A windmill on a desert hill is an Oasis.


Each strategic resource in the fat cross adds one to your production. In a production city, Ivory is a strategic resource, uranium is not (uranium is terrain).

Each metal in your fat cross adds an additional one to your production. The four strategic metals are Aluminum, Coal, Copper, and Iron. The non-strategic metals are Corn (with irrigation), Wheat (with irrigation), and Fish (with lighthouse).

Beware of double counting: both corn and iron, when improved, give five production over the base tile. But we already counted one for the corn when trying to get the food to balance; it would be an error to count corn as food and a strategic resource and metal.

Don’t forget to an extra hammer or two if the city tile has a goodie.


In production cities, improvements are properly classified by the F+P yield they give.

You get +3 from Mines. Watermills and workshops are mines, as are the funny looking irrigation improvements one applies to corn, rice, and wheat. The city tile itself, which yields two food and a hammer without using up any food, is a Mine.

You get +2 from Farms. You don’t mine gold in a production city, you farm it. Likewise you are farming horses, stone and oil – hook them up on the flats, but if you find them on a hill you would rather mine them.

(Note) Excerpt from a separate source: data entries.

//! 詳細ページを開いて候補を補完する
//!
//! 候補ごとにページを1つ開き、遷移・取得・抽出の成否にかかわらず必ず閉じる。
//! 同時実行数は `max_concurrent_pages` で制限し、出力は常に収集順。

use std::time::Duration;

use futures::stream::{FuturesOrdered, StreamExt};
use tokio::time::sleep;
use tokio_util::sync::CancellationToken;
use tracing::{debug, info, warn};

use crate::config::ExtractorConfig;
use crate::error::ExtractionError;
use crate::extract::extract_detail;
use crate::traits::BrowserDriver;
use crate::types::{
    BusinessRecord, DetailFields, EnrichmentFailure, FailureKind, ListingCandidate,
};

/// 補完処理の結果
#[derive(Debug, Default)]
pub struct EnrichmentOutcome {
    pub records: Vec<BusinessRecord>,
    pub failures: Vec<EnrichmentFailure>,
    pub missing_detail_url: usize,
}

impl EnrichmentOutcome {
    /// 詳細ページを使わない場合: リスト上の情報をそのままレコードにする
    pub fn from_listings(candidates: Vec<ListingCandidate>) -> Self {
        let mut outcome = Self::default();
        for candidate in candidates {
            match candidate.into_listing_record() {
                Some(record) => outcome.records.push(record),
                None => outcome.missing_detail_url += 1,
            }
        }
        outcome
    }
}

enum Enriched {
    Record(BusinessRecord),
    Failed(EnrichmentFailure),
}

pub struct Enricher<'a, D: BrowserDriver> {
    driver: &'a D,
    page_close_delay: Duration,
    max_concurrent: usize,
}

impl<'a, D: BrowserDriver> Enricher<'a, D> {
    pub fn new(driver: &'a D, config: &ExtractorConfig) -> Self {
        Self {
            driver,
            page_close_delay: config.page_close_delay,
            max_concurrent: config.max_concurrent_pages.max(1),
        }
    }

    /// 全候補を補完
    ///
    /// 個々の失敗は `failures` に記録して続行する。キャンセル時は開いている
    /// ページを全て閉じてから `Cancelled` を返す。
    pub async fn enrich_all(
        &self,
        candidates: Vec<ListingCandidate>,
        cancel: &CancellationToken,
    ) -> Result<EnrichmentOutcome, ExtractionError> {
        let mut outcome = EnrichmentOutcome::default();
        let mut targets = Vec::with_capacity(candidates.len());

        for (index, candidate) in candidates.into_iter().enumerate() {
            match candidate.usable_detail_url().map(str::to_string) {
                Some(url) => targets.push((index, url, candidate)),
                None => outcome.missing_detail_url += 1,
            }
        }

        info!(
            "Enriching {} candidates ({} without detail URL, concurrency={})",
            targets.len(),
            outcome.missing_detail_url,
            self.max_concurrent
        );

        // FuturesOrdered は完了順ではなく投入順で結果を返す
        let mut targets = targets.into_iter();
        let mut pending = FuturesOrdered::new();
        let mut results = Vec::new();

        loop {
            while pending.len() < self.max_concurrent {
                let Some((index, url, candidate)) = targets.next() else {
                    break;
                };
                pending.push_back(self.enrich_one(index, url, candidate, cancel));
            }
            match pending.next().await {
                Some(result) => results.push(result),
                None => break,
            }
        }

        // キャンセルされても全ページを閉じ終えてから返す
        for result in results {
            match result? {
                Enriched::Record(record) => outcome.records.push(record),
                Enriched::Failed(failure) => outcome.failures.push(failure),
            }
        }

        info!(
            "Enrichment done: {} records, {} failed",
            outcome.records.len(),
            outcome.failures.len()
        );
        Ok(outcome)
    }

    async fn enrich_one(
        &self,
        index: usize,
        url: String,
        candidate: ListingCandidate,
        cancel: &CancellationToken,
    ) -> Result<Enriched, ExtractionError> {
        if cancel.is_cancelled() {
            return Err(ExtractionError::Cancelled);
        }

        let page = match self.driver.open_context().await {
            Ok(page) => page,
            Err(e) => return Ok(self.failed(index, url, FailureKind::OpenContext, e.to_string())),
        };

        let visited = tokio::select! {
            result = self.visit(&page, &url) => Some(result),
            _ = cancel.cancelled() => None,
        };

        self.release(page).await;

        match visited {
            None => Err(ExtractionError::Cancelled),
            Some(Ok(detail)) => {
                debug!("[{}] Enriched {}", index, detail.name);
                Ok(Enriched::Record(BusinessRecord::merge(&candidate, &url, detail)))
            }
            Some(Err((kind, message))) => Ok(self.failed(index, url, kind, message)),
        }
    }

    async fn visit(
        &self,
        page: &D::Context,
        url: &str,
    ) -> Result<DetailFields, (FailureKind, String)> {
        self.driver
            .navigate(page, url)
            .await
            .map_err(|e| (FailureKind::Navigation, e.to_string()))?;

        let html = self
            .driver
            .content(page)
            .await
            .map_err(|e| (FailureKind::Content, e.to_string()))?;

        extract_detail(&html).ok_or_else(|| {
            (
                FailureKind::MissingMainRegion,
                "div[role=\"main\"] が見つかりません".to_string(),
            )
        })
    }

    /// ページを閉じる（必要なら待機してから）
    async fn release(&self, page: D::Context) {
        if !self.page_close_delay.is_zero() {
            sleep(self.page_close_delay).await;
        }
        if let Err(e) = self.driver.close_context(page).await {
            warn!("Failed to close page: {}", e);
        }
    }

    fn failed(&self, index: usize, url: String, kind: FailureKind, message: String) -> Enriched {
        warn!("[{}] Skipping {} ({}): {}", index, url, kind, message);
        Enriched::Failed(EnrichmentFailure {
            index,
            detail_url: url,
            kind,
            message,
        })
    }
}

You get +1 from Wineries, which include ivory camps, marble quarries, sugar and spice plantations. Mining these is a better choice if you have that option, farming them a better choice when you have that option. When you have neither option, you take what you can get.


Just add it up. Three for every mine, two for every farm, one for every winery, one for every surplus food, one for each strategic resource, one more for each metal. Ignore any tile that isn’t giving you one of those things.